Os pró-aborto me fazem lembrar de um trecho de Nassim Taleb:

If you have more than one reason to do something (choose a doctor or veterinarian, hire a gardener or an employee, marry a person, go on a trip), just don’t do it. It does not mean that one reason is better than two, just that by invoking more than one reason you are trying to convince yourself to do something. Obvious decisions (ROBUST TO ERROR) require no more than a single reason.

Tentei passar por cada ponto dos pró-aborto. Mas como contrargumento final, também entendo que basta uma única resposta para não se legalizar aborto: Não se mata.

Aprendi uma verdade que está cravada na minha carne e na minha alma, para sempre: - “Não se mata”. Mesmo o culpado, não se mata. Um homem não mata outro homem.
Nelson Rodrigues

Termino com o reverso da pergunta do início.
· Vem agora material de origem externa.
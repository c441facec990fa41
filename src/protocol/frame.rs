//! # Frame Primitives
//!
//! One frame is one discrete unit of the device command/response protocol.
//! See the [module docs](crate::protocol) for the wire layout.

/// Frame header bytes
pub const HEAD: [u8; 2] = [0x55, 0x55];

/// Frame trailer bytes
pub const TAIL: [u8; 2] = [0xAA, 0xAA];

/// Bytes of framing overhead around a payload (head + kind + len + xor + tail)
pub const OVERHEAD: usize = 7;

/// Largest payload a single frame can carry (length field is one byte)
pub const MAX_PAYLOAD: usize = 255;

/// Frame kind bytes.
///
/// Host-to-printer kinds occupy the low range; the printer acknowledges a
/// command with `kind | 0x80`. Printer-initiated frames use the 0x70 range.
pub mod kind {
    /// Start a print job (density, paper style)
    pub const START_JOB: u8 = 0x01;
    /// End the current job after all pages are streamed
    pub const END_JOB: u8 = 0x02;
    /// Cancel the current job
    pub const CANCEL: u8 = 0x03;
    /// Announce total copies before raster data
    pub const SET_QUANTITY: u8 = 0x04;
    /// Page dimensions in dots
    pub const PAGE_SIZE: u8 = 0x05;
    /// One chunk of packed raster rows
    pub const RASTER_ROWS: u8 = 0x06;
    /// EPC payload to write to the label RFID tag
    pub const WRITE_RFID: u8 = 0x07;
    /// Request a full telemetry report
    pub const QUERY_STATUS: u8 = 0x08;
    /// Link-liveness probe
    pub const HEARTBEAT: u8 = 0x09;
    /// Request installed paper geometry
    pub const QUERY_PAPER: u8 = 0x0A;

    /// Set on a host kind to form its acknowledgment
    pub const ACK_FLAG: u8 = 0x80;

    /// Printer-initiated: per-copy progress report
    pub const PROGRESS: u8 = 0x70;
    /// Printer-initiated: telemetry key/value change
    pub const STATUS: u8 = 0x71;
    /// Printer-initiated: device error code
    pub const ERROR: u8 = 0x72;
    /// Reply to a paper geometry query
    pub const PAPER_INFO: u8 = 0x73;
}

/// XOR checksum over the kind byte, length byte and payload.
#[inline]
pub fn checksum(kind: u8, payload: &[u8]) -> u8 {
    payload
        .iter()
        .fold(kind ^ (payload.len() as u8), |acc, b| acc ^ b)
}

/// A decoded or to-be-encoded frame.
#[derive(Debug, Clone, PartialEq, Eq)]
pub struct Frame {
    pub kind: u8,
    pub payload: Vec<u8>,
}

impl Frame {
    /// Build a frame. Payload must fit the one-byte length field.
    pub fn new(kind: u8, payload: Vec<u8>) -> Self {
        debug_assert!(payload.len() <= MAX_PAYLOAD);
        Self { kind, payload }
    }

    /// Serialize to wire bytes.
    pub fn encode(&self) -> Vec<u8> {
        let mut out = Vec::with_capacity(self.payload.len() + OVERHEAD);
        out.extend_from_slice(&HEAD);
        out.push(self.kind);
        out.push(self.payload.len() as u8);
        out.extend_from_slice(&self.payload);
        out.push(checksum(self.kind, &self.payload));
        out.extend_from_slice(&TAIL);
        out
    }
}

#[cfg(test)]
mod tests {
    use super::*;

    #[test]
    fn test_checksum_empty_payload() {
        // kind ^ len with no payload bytes
        assert_eq!(checksum(0x09, &[]), 0x09);
    }

    #[test]
    fn test_checksum_xor() {
        assert_eq!(checksum(0x01, &[0x03, 0x01]), 0x01 ^ 0x02 ^ 0x03 ^ 0x01);
    }

    #[test]
    fn test_encode_layout() {
        let frame = Frame::new(kind::START_JOB, vec![3, 1]);
        let bytes = frame.encode();
        assert_eq!(&bytes[..2], &HEAD);
        assert_eq!(bytes[2], kind::START_JOB);
        assert_eq!(bytes[3], 2);
        assert_eq!(&bytes[4..6], &[3, 1]);
        assert_eq!(bytes[6], checksum(kind::START_JOB, &[3, 1]));
        assert_eq!(&bytes[7..], &TAIL);
        assert_eq!(bytes.len(), 2 + OVERHEAD);
    }
}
Então, afinal, o que eu acho que o pró-aborto deseja? Ou: o que eu, não-abortista, acho que são os motivos pelos quais os pró-aborto defendem a liberação do aborto? Meu amigo Conrado definiu com precisão: 'é uma demanda de uma certa classe abastada, hedonista e falsamente libertária, pois egoísta e narcisista'. As palavras parecem fortes mas cada uma delas é necessária. Parece-me muito mais uma questão psicológica, uma carta branca do superego pra tranqüilizar a consciência.
É claro que mesmo os pró-aborto não se sentem bem com a ideia de fazer de fato um aborto. Deve ser uma questão que fica cutucando pra sempre, ou seja, 'não é bom'. Em Alma Imoral, Nilton Bonder fala sobre a tensão entre o 'bom' e o 'correto'. Infelizmente nem sempre os dois andam juntos. Muitas vezes, o bom é errado e o correto é ruim. A questão do aborto não entra nesse dilema: o não-bom deve continuar não-correto.





ps: Nem passei pelo comentário birrento (nem chega a ser um "argumento"): "Se você não concorda com o aborto, basta não fazê-lo e deixe que outros façam"; esse discurso tem a mesma honestidade e profundidade intelectual da resposta "pergunte antes ao feto se ele aceita ser morto".
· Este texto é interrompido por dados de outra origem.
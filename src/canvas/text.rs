//! Text layout and glyph rasterization.
//!
//! Glyphs come from the Spleen 12x24 bitmap font, scaled with nearest
//! neighbor to the requested size. Layout supports word wrap or clipping,
//! horizontal/vertical alignment, letter and line spacing, and the four
//! style flags (bold, italic, underline, strikethrough).

use spleen_font::{FONT_12X24, PSF2Font};

use crate::canvas::{ElementRaster, HAlign, LineMode, Text, VAlign};
use crate::units;

/// Source glyph dimensions of the Spleen face we scale from.
const SRC_W: usize = 12;
const SRC_H: usize = 24;

/// Glyph cell in pixels, derived from the font size.
#[derive(Debug, Clone, Copy)]
pub(crate) struct Cell {
    pub width: usize,
    pub height: usize,
}

impl Cell {
    pub(crate) fn for_height(height_px: usize) -> Self {
        let height = height_px.max(4);
        // Spleen 12x24 is a 1:2 face
        Self {
            width: (height / 2).max(2),
            height,
        }
    }
}

/// One laid-out character cell.
pub(crate) fn glyph_bitmap(font: &mut PSF2Font<'_>, ch: char, cell: Cell) -> Vec<u8> {
    let mut src = vec![0u8; SRC_W * SRC_H];
    let utf8 = ch.to_string();
    match font.glyph_for_utf8(utf8.as_bytes()) {
        Some(rows) => {
            for (y, row) in rows.enumerate() {
                for (x, on) in row.enumerate() {
                    if y < SRC_H && x < SRC_W && on {
                        src[y * SRC_W + x] = 1;
                    }
                }
            }
        }
        None => draw_box(&mut src, SRC_W, SRC_H),
    }

    let mut dst = vec![0u8; cell.width * cell.height];
    scale_bitmap(&src, SRC_W, SRC_H, &mut dst, cell.width, cell.height);
    dst
}

/// Scale a bitmap with nearest neighbor.
fn scale_bitmap(src: &[u8], src_w: usize, src_h: usize, dst: &mut [u8], dst_w: usize, dst_h: usize) {
    for dy in 0..dst_h {
        for dx in 0..dst_w {
            let sx = dx * src_w / dst_w;
            let sy = dy * src_h / dst_h;
            dst[dy * dst_w + dx] = src[sy * src_w + sx];
        }
    }
}

/// Box outline for characters the font does not cover.
fn draw_box(glyph: &mut [u8], width: usize, height: usize) {
    for x in 0..width {
        glyph[x] = 1;
        glyph[(height - 1) * width + x] = 1;
    }
    for y in 0..height {
        glyph[y * width] = 1;
        glyph[y * width + width - 1] = 1;
    }
}

/// Stamp one string onto an intensity buffer at (origin_x, origin_y).
/// Used for barcode human-readable bands as well as text elements.
pub(crate) fn draw_string(
    font: &mut PSF2Font<'_>,
    intensity: &mut [f32],
    buf_w: usize,
    buf_h: usize,
    origin_x: i32,
    origin_y: i32,
    s: &str,
    cell: Cell,
    letter_spacing_px: usize,
) {
    let advance = cell.width + letter_spacing_px;
    for (i, ch) in s.chars().enumerate() {
        let glyph = glyph_bitmap(font, ch, cell);
        let gx = origin_x + (i * advance) as i32;
        for y in 0..cell.height {
            let py = origin_y + y as i32;
            if py < 0 || py as usize >= buf_h {
                continue;
            }
            for x in 0..cell.width {
                if glyph[y * cell.width + x] == 0 {
                    continue;
                }
                let px = gx + x as i32;
                if px < 0 || px as usize >= buf_w {
                    continue;
                }
                intensity[py as usize * buf_w + px as usize] = 1.0;
            }
        }
    }
}

/// Width in pixels of a laid-out string.
fn line_width_px(s: &str, cell: Cell, letter_spacing_px: usize) -> usize {
    let n = s.chars().count();
    if n == 0 {
        0
    } else {
        n * cell.width + (n - 1) * letter_spacing_px
    }
}

/// Break content into display lines for the given box width.
fn layout_lines(content: &str, mode: LineMode, max_chars: usize) -> Vec<String> {
    let max_chars = max_chars.max(1);
    let mut lines = Vec::new();
    for paragraph in content.split('\n') {
        match mode {
            LineMode::Clip => {
                lines.push(paragraph.chars().take(max_chars).collect());
            }
            LineMode::Wrap => {
                let mut current = String::new();
                for word in paragraph.split(' ') {
                    let word_len = word.chars().count();
                    let current_len = current.chars().count();
                    if current.is_empty() {
                        if word_len <= max_chars {
                            current.push_str(word);
                        } else {
                            // Break an oversized word across lines
                            let mut rest: Vec<char> = word.chars().collect();
                            while rest.len() > max_chars {
                                lines.push(rest.drain(..max_chars).collect());
                            }
                            current = rest.into_iter().collect();
                        }
                    } else if current_len + 1 + word_len <= max_chars {
                        current.push(' ');
                        current.push_str(word);
                    } else {
                        lines.push(std::mem::take(&mut current));
                        if word_len <= max_chars {
                            current.push_str(word);
                        } else {
                            let mut rest: Vec<char> = word.chars().collect();
                            while rest.len() > max_chars {
                                lines.push(rest.drain(..max_chars).collect());
                            }
                            current = rest.into_iter().collect();
                        }
                    }
                }
                lines.push(current);
            }
        }
    }
    lines
}

/// Rasterize a text element into its (unrotated) box.
pub(crate) fn render(text: &Text, px_per_mm: f32) -> ElementRaster {
    let box_w = units::mm_to_px(text.w, px_per_mm, 1.0).max(1) as usize;
    let box_h = units::mm_to_px(text.h, px_per_mm, 1.0).max(1) as usize;
    let x_px = units::mm_to_px(text.x, px_per_mm, 1.0);
    let y_px = units::mm_to_px(text.y, px_per_mm, 1.0);

    let cell = Cell::for_height(units::mm_to_px(text.font_size, px_per_mm, 1.0).max(4) as usize);
    let letter_spacing = units::mm_to_px(text.letter_spacing.max(0.0), px_per_mm, 1.0).max(0) as usize;
    let line_spacing = units::mm_to_px(text.line_spacing.max(0.0), px_per_mm, 1.0).max(0) as usize;
    let advance = cell.width + letter_spacing;

    let max_chars = if box_w >= cell.width {
        (box_w - cell.width) / advance + 1
    } else {
        1
    };
    let lines = layout_lines(&text.content, text.line_mode, max_chars);

    let mut intensity = vec![0.0f32; box_w * box_h];
    let mut font = match PSF2Font::new(FONT_12X24) {
        Ok(f) => f,
        Err(_) => {
            // Embedded font data; if it will not parse there is nothing to draw.
            return ElementRaster {
                x: x_px,
                y: y_px,
                width: box_w,
                height: box_h,
                intensity,
            };
        }
    };

    let line_h = cell.height + line_spacing;
    let total_h = if lines.is_empty() {
        0
    } else {
        lines.len() * cell.height + (lines.len() - 1) * line_spacing
    };
    let y0 = match text.v_align {
        VAlign::Top => 0,
        VAlign::Middle => (box_h as i32 - total_h as i32) / 2,
        VAlign::Bottom => box_h as i32 - total_h as i32,
    };

    for (row, line) in lines.iter().enumerate() {
        let width = line_width_px(line, cell, letter_spacing);
        let x0 = match text.h_align {
            HAlign::Left => 0,
            HAlign::Center => (box_w as i32 - width as i32) / 2,
            HAlign::Right => box_w as i32 - width as i32,
        };
        let ly = y0 + (row * line_h) as i32;

        if text.style.italic || text.style.bold {
            draw_styled_line(
                &mut font,
                &mut intensity,
                box_w,
                box_h,
                x0,
                ly,
                line,
                cell,
                letter_spacing,
                text.style.bold,
                text.style.italic,
            );
        } else {
            draw_string(
                &mut font,
                &mut intensity,
                box_w,
                box_h,
                x0,
                ly,
                line,
                cell,
                letter_spacing,
            );
        }

        let rule_thickness = (cell.height / 16).max(1);
        if text.style.underline {
            let top = ly + cell.height as i32 - rule_thickness as i32;
            draw_rule(&mut intensity, box_w, box_h, x0, top, width, rule_thickness);
        }
        if text.style.strikethrough {
            let top = ly + (cell.height / 2) as i32;
            draw_rule(&mut intensity, box_w, box_h, x0, top, width, rule_thickness);
        }
    }

    ElementRaster {
        x: x_px,
        y: y_px,
        width: box_w,
        height: box_h,
        intensity,
    }
}

/// Glyph stamping with bold dilation and italic shear.
fn draw_styled_line(
    font: &mut PSF2Font<'_>,
    intensity: &mut [f32],
    buf_w: usize,
    buf_h: usize,
    origin_x: i32,
    origin_y: i32,
    s: &str,
    cell: Cell,
    letter_spacing_px: usize,
    bold: bool,
    italic: bool,
) {
    let advance = cell.width + letter_spacing_px;
    // Shear the top of the cell right by a quarter of its height
    let max_shear = if italic { (cell.height / 4) as i32 } else { 0 };
    for (i, ch) in s.chars().enumerate() {
        let glyph = glyph_bitmap(font, ch, cell);
        let gx = origin_x + (i * advance) as i32;
        for y in 0..cell.height {
            let py = origin_y + y as i32;
            if py < 0 || py as usize >= buf_h {
                continue;
            }
            let shear = max_shear * (cell.height - 1 - y) as i32 / cell.height.max(1) as i32;
            for x in 0..cell.width {
                if glyph[y * cell.width + x] == 0 {
                    continue;
                }
                let base = gx + x as i32 + shear;
                let reach = if bold { 2 } else { 1 };
                for dx in 0..reach {
                    let px = base + dx;
                    if px >= 0 && (px as usize) < buf_w {
                        intensity[py as usize * buf_w + px as usize] = 1.0;
                    }
                }
            }
        }
    }
}

/// Horizontal rule for underline / strikethrough.
fn draw_rule(
    intensity: &mut [f32],
    buf_w: usize,
    buf_h: usize,
    x: i32,
    y: i32,
    width: usize,
    thickness: usize,
) {
    for dy in 0..thickness {
        let py = y + dy as i32;
        if py < 0 || py as usize >= buf_h {
            continue;
        }
        for dx in 0..width {
            let px = x + dx as i32;
            if px >= 0 && (px as usize) < buf_w {
                intensity[py as usize * buf_w + px as usize] = 1.0;
            }
        }
    }
}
pps: Óbvio que conheço amigas(o)(x)(s) que abortaram. Por favor: esse texto não é um "julgamento" de minha parte. É apenas uma discussão conceitual.
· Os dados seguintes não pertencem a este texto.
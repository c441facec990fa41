//! # Printer Configuration
//!
//! This module defines hardware specifications for supported label printers.
//!
//! ## Supported Printers
//!
//! | Model | Width (dots) | Resolution | Density | RFID |
//! |-------|--------------|------------|---------|------|
//! | B21   | 384          | 203 DPI    | 1-5     | no   |
//! | B1    | 384          | 203 DPI    | 1-5     | no   |
//! | D110  | 96           | 203 DPI    | 1-3     | no   |
//! | B32R  | 576          | 300 DPI    | 1-15    | yes  |
//!
//! ## Usage
//!
//! ```
//! use rotulo::printer::PrinterConfig;
//!
//! let config = PrinterConfig::B21;
//! println!("Print width: {} dots ({:.0}mm)", config.width_dots, config.width_mm());
//! ```

/// Paper style loaded in the printer.
///
/// The numeric codes match the values carried in the start-job frame.
#[derive(Debug, Clone, Copy, PartialEq, Eq, serde::Serialize, serde::Deserialize)]
#[serde(rename_all = "snake_case")]
pub enum PaperStyle {
    /// Die-cut labels separated by a gap
    Gap,
    /// Continuous paper with printed black registration marks
    BlackMark,
    /// Continuous paper, no registration
    Continuous,
    /// Paper with perforated tear lines
    Perforated,
    /// Transparent label stock
    Transparent,
    /// Pre-sized label stock
    Label,
}

impl PaperStyle {
    /// Wire code for the start-job frame.
    pub fn code(self) -> u8 {
        match self {
            PaperStyle::Gap => 1,
            PaperStyle::BlackMark => 2,
            PaperStyle::Continuous => 3,
            PaperStyle::Perforated => 4,
            PaperStyle::Transparent => 5,
            PaperStyle::Label => 6,
        }
    }

    /// Decode a wire code. Unknown codes return `None`.
    pub fn from_code(code: u8) -> Option<Self> {
        match code {
            1 => Some(PaperStyle::Gap),
            2 => Some(PaperStyle::BlackMark),
            3 => Some(PaperStyle::Continuous),
            4 => Some(PaperStyle::Perforated),
            5 => Some(PaperStyle::Transparent),
            6 => Some(PaperStyle::Label),
            _ => None,
        }
    }
}

/// # Printer Configuration
///
/// Defines the hardware characteristics of a label printer model.
///
/// ## Physical Properties
///
/// - **width_dots**: Maximum printable width in dots (pixels)
/// - **dpi**: Resolution in dots per inch
/// - **density range**: Supported print density values for the start-job frame
#[derive(Debug, Clone, Copy)]
pub struct PrinterConfig {
    /// Printer model name
    pub name: &'static str,

    /// Maximum print width in dots (pixels)
    pub width_dots: u16,

    /// Resolution in dots per inch
    pub dpi: u16,

    /// Lowest supported print density
    pub min_density: u8,

    /// Highest supported print density
    pub max_density: u8,

    /// Default print density
    pub default_density: u8,

    /// Whether the model can write RFID (EPC) payloads while printing
    pub supports_rfid: bool,
}

impl PrinterConfig {
    /// B21: 50mm thermal label printer, 203 DPI.
    pub const B21: Self = Self {
        name: "B21",
        width_dots: 384,
        dpi: 203,
        min_density: 1,
        max_density: 5,
        default_density: 3,
        supports_rfid: false,
    };

    /// B1: 50mm thermal label printer, 203 DPI.
    pub const B1: Self = Self {
        name: "B1",
        width_dots: 384,
        dpi: 203,
        min_density: 1,
        max_density: 5,
        default_density: 3,
        supports_rfid: false,
    };

    /// D110: 12mm tape label printer, 203 DPI.
    pub const D110: Self = Self {
        name: "D110",
        width_dots: 96,
        dpi: 203,
        min_density: 1,
        max_density: 3,
        default_density: 2,
        supports_rfid: false,
    };

    /// B32R: 72mm thermal-transfer label printer with RFID write, 300 DPI.
    pub const B32R: Self = Self {
        name: "B32R",
        width_dots: 576,
        dpi: 300,
        min_density: 1,
        max_density: 15,
        default_density: 8,
        supports_rfid: true,
    };

    /// Look up a model by name (case-insensitive).
    pub fn by_name(name: &str) -> Option<Self> {
        match name.to_ascii_uppercase().as_str() {
            "B21" => Some(Self::B21),
            "B1" => Some(Self::B1),
            "D110" => Some(Self::D110),
            "B32R" => Some(Self::B32R),
            _ => None,
        }
    }

    /// Calculate dots per millimeter.
    ///
    /// ```
    /// use rotulo::printer::PrinterConfig;
    ///
    /// let config = PrinterConfig::B21;
    /// assert!((config.dots_per_mm() - 8.0).abs() < 0.1);
    /// ```
    #[inline]
    pub fn dots_per_mm(&self) -> f32 {
        self.dpi as f32 / 25.4
    }

    /// Calculate print width in millimeters.
    #[inline]
    pub fn width_mm(&self) -> f32 {
        self.width_dots as f32 / self.dots_per_mm()
    }

    /// Clamp a requested density into the supported range.
    #[inline]
    pub fn clamp_density(&self, density: u8) -> u8 {
        density.clamp(self.min_density, self.max_density)
    }
}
* Trecho de 'As vantagens do pessimismo' de Roger Scruton:
(...)O Contrato Social de Rousseau (...) apresenta um novo conceito de liberdade humana, de acordo com a qual liberdade é o que nos resta quando afastamos todas as instituições, todas as restrições, todas as leis e todas as hierarquias. E seus seguidores acreditavam que essa liberdade, uma vez obtida, exprimir-se-ia na felicidade e na fraternidade da espécie humana, e não naquela 'guerra de todos contra todos', que Hobbes descreveu como o verdade 'estado natural'.
(...) a defesa apaixonada [desse conceito] da liberdade foi mais tarde utilizada para desculpar a tirania dos revolucionários.
As instituições, as leis, as restrições e a disciplina moral fazem parte da liberdade e não dos seus inimigos, e a libertação dessas coisas leva rapidamente ao fim da liberdade.
A 'liberdade' disponível num estado natural é uma ilusão - uma mera 'falta de restrição', mas sem a segurança e o reconhecimento que dota a liberdade com os seus atributos distintivamente humanos.
A liberdade genuína só aparece quando (...) o conflito se resolve num estado de reconhecimento mútuo. (...)
O preço dessa liberdade é o preço da reciprocidade.
A liberdade é algo que adquirimos. E adquirimo-lo através da obediência. Só a criança que aprendeu a respeitar e acatar os outros pode respeitar-se a si mesma.
A liberdade não é um dom da natureza mas o resultado de um processo educativo, algo que temos que trabalhar para adquirir através de disciplina e sacrifício.

Reconhecimento de que a liberdade não é um dom natural mas um artefato que construímos em conjunto através da nossa pertença social partilhada.